For too long, Comyn Platt noted, Englishmen had merely talked Unionism:
"I want to `show fight' for it." (32)
Selborne's response to both de Broke and his zealous scout was
more than a bit equivocal. Armed resistance, he said, might as be
justified as a final desperate measure, "but the last party in the
world that ought to turn to arms ... is the Conservative and Unionist
Party." To begin, Selborne did not believe the government would
implement a Home Rule bill without an election and, furthermore, even if
the Radical coalition won such an election due to "the sheer
stupidity of our people," the Liberals would be driven from office
if they attempted to coerce Ulster. (33)
Willoughby de Broke was, no doubt, disappointed by Selborne's
newly acquired caution, but he was not convinced by it. Late in 1912 he
wrote to Bonar Law noting that it was time to stop playing a party game
of compromise and drift. National Toryism, as he conceived of it, should
be pulled up from "the morass compounded by ... years of
hucksterism, wire-pulling and opportunism" to stand unflinchingly
for "a few national ideas," beginning with the rejection of
Home Rule in any guise as a threat to the integrity of Great Britain and
the empire. (34) It was in this spirit that in late March 1913
Willoughby de Broke announced the formation of the British League for
the Support of Ulster and the Union (BLSUU) and called upon Englishmen
who were prepared "to fight side by side with Ulstermen" to
enlist. (35) The formation of the BLSUU, as with most of the
"legions of leagues" formed on the political right during the
Edwardian period, reflected the mistrust in which many presumptive Conservative/Unionists held the party leadership as well as the
confusion besetting the ideological and even the political thrust of the
party. (36) In that light, one of the first to respond to
Willoughby's initiative was putative Ulster Unionist leader Sir
Edward Carson. "I always felt certain," he said with clear
implication, "that our determination to resist Home Rule would have
behind us all those who were not prepared to sacrifice their friends for
the purpose of placating their enemies." (37)

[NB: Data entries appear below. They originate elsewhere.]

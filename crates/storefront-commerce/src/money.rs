//! Money type for representing monetary values.
//!
//! Amounts are exact decimals. Arithmetic never rounds; rounding to cents
//! happens only when an amount is formatted for display. Arithmetic
//! saturates at the bounds of [`Decimal`] instead of panicking.

use rust_decimal::{Decimal, RoundingStrategy};
use serde::{Deserialize, Serialize};
use std::fmt;
use std::iter::Sum;
use std::ops::{Add, Mul, Sub};
use std::str::FromStr;

/// Currency symbol used when formatting amounts.
pub const CURRENCY_SYMBOL: &str = "$";

/// Decimal places shown when formatting amounts.
pub const DISPLAY_DECIMAL_PLACES: u32 = 2;

/// A monetary value in the store currency.
#[derive(
    Debug, Clone, Copy, PartialEq, Eq, PartialOrd, Ord, Hash, Serialize, Deserialize, Default,
)]
#[serde(transparent)]
pub struct Money(Decimal);

impl Money {
    /// Create a Money value from a decimal amount.
    pub fn new(amount: Decimal) -> Self {
        Self(amount)
    }

    /// Create a Money value from cents.
    ///
    /// ```
    /// use storefront_commerce::money::Money;
    /// let price = Money::from_cents(4999);
    /// assert_eq!(price.display(), "$49.99");
    /// ```
    pub fn from_cents(cents: i64) -> Self {
        Self(Decimal::new(cents, 2))
    }

    /// Create a Money value from whole currency units.
    pub fn from_major(units: i64) -> Self {
        Self(Decimal::from(units))
    }

    /// Create a zero amount.
    pub fn zero() -> Self {
        Self(Decimal::ZERO)
    }

    /// Get the exact amount.
    pub fn amount(&self) -> Decimal {
        self.0
    }

    /// Check if this is zero.
    pub fn is_zero(&self) -> bool {
        self.0.is_zero()
    }

    /// Check if this is negative.
    pub fn is_negative(&self) -> bool {
        self.0.is_sign_negative() && !self.0.is_zero()
    }

    /// Largest representable amount.
    pub fn max() -> Self {
        Self(Decimal::MAX)
    }

    /// Multiply by a quantity, saturating on overflow.
    pub fn multiply(&self, factor: i64) -> Money {
        Money(self.0.saturating_mul(Decimal::from(factor)))
    }

    /// Multiply by a rate (e.g., 0.08 for tax). The result is not rounded.
    pub fn multiply_rate(&self, rate: Decimal) -> Money {
        Money(self.0.saturating_mul(rate))
    }

    /// Round to cents, midpoint away from zero.
    pub fn rounded(&self) -> Money {
        Money(
            self.0
                .round_dp_with_strategy(DISPLAY_DECIMAL_PLACES, RoundingStrategy::MidpointAwayFromZero),
        )
    }

    /// Format as a display string (e.g., "$49.99").
    pub fn display(&self) -> String {
        format!("{}{}", CURRENCY_SYMBOL, self.display_amount())
    }

    /// Format as a display string without symbol (e.g., "49.99").
    pub fn display_amount(&self) -> String {
        let mut rounded = self.rounded().0;
        rounded.rescale(DISPLAY_DECIMAL_PLACES);
        rounded.to_string()
    }
}

impl Add for Money {
    type Output = Money;

    fn add(self, other: Money) -> Money {
        Money(self.0.saturating_add(other.0))
    }
}

impl Sub for Money {
    type Output = Money;

    fn sub(self, other: Money) -> Money {
        Money(self.0.saturating_sub(other.0))
    }
}

impl Mul<i64> for Money {
    type Output = Money;

    fn mul(self, factor: i64) -> Money {
        self.multiply(factor)
    }
}

impl Sum for Money {
    fn sum<I: Iterator<Item = Money>>(iter: I) -> Money {
        iter.fold(Money::zero(), |acc, m| acc + m)
    }
}

impl<'a> Sum<&'a Money> for Money {
    fn sum<I: Iterator<Item = &'a Money>>(iter: I) -> Money {
        iter.copied().sum()
    }
}

impl From<Decimal> for Money {
    fn from(amount: Decimal) -> Self {
        Self(amount)
    }
}

impl FromStr for Money {
    type Err = rust_decimal::Error;

    fn from_str(s: &str) -> Result<Self, Self::Err> {
        Decimal::from_str(s.trim()).map(Money)
    }
}

impl fmt::Display for Money {
    fn fmt(&self, f: &mut fmt::Formatter<'_>) -> fmt::Result {
        write!(f, "{}", self.display())
    }
}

As chairman of the BLSUU, Willoughby was surrounded by an array of
Diehard peers and right-wing MPs, eventually claiming over a hundred
members from each house of Parliament and 10,000 other followers who
were, according to their chief, "as much in earnest as the
Ulstermen" of the rapidly expanding Ulster Volunteer Force (UVF)
"in the great struggle that lies before them." In a speech to
the House of Lords, Willoughby de Broke warned that he and his friends
had created a league whose London headquarters were "curiously
enough next to a gun-maker's shop" and if the government would
not allow the Home Rule contest to be "fairly fought" in a
general election, then "we must fall back on the only means at our
disposal." (38) Such rhetorical flourishes gave rise to wild
rumors, including one predicting that if violence broke out in Ulster,
Willoughby de Broke and his followers would swoop down on London and
gallop into Downing Street to take Asquith hostage. (39)
Such fanciful notions no doubt helped to create the vision of
Willoughby as an empty-headed swashbuckler, but there is no question
that he was serious in his resolve to bring the British League into a
fight on behalf of Ulster should the need arise. His seriousness may be
gauged by the letter he wrote to Lt. General (ret.) Sir George
Richardson, Commander of the Ulster Volunteer Force, noting that he
could "ride and shoot" and would "serve in the ranks, or
do any duty you wish...." Richardson's response was that
Willoughby could "be of more assistance to us in England than over
here ... where everything is working smoothly and well." (40)
Whether or not this implied that things might not remain so smooth if
people like Willoughby de Broke got involved, it is clear that other
observers on both sides of the Home Rule issue often did not take him as
seriously as he wished to be taken. And while complacency about the
violent propensities of their opponents seemed an endemic condition of
Liberal cabinet ministers and their Nationalist allies, even some of the
proposed beneficiaries of the British League's gallant fighting
spirit were less than impressed with its potential contribution. For
example, Fred Crawford, the UVF's director of ordnance and future
gun-runner, "formed a very poor opinion of the BLSUU."
Crawford contended that Ulster needed arms more than she needed men and
that the League would be better off sending money for munitions than
untrained men with nothing but brave spirits and hunting rifles. (41)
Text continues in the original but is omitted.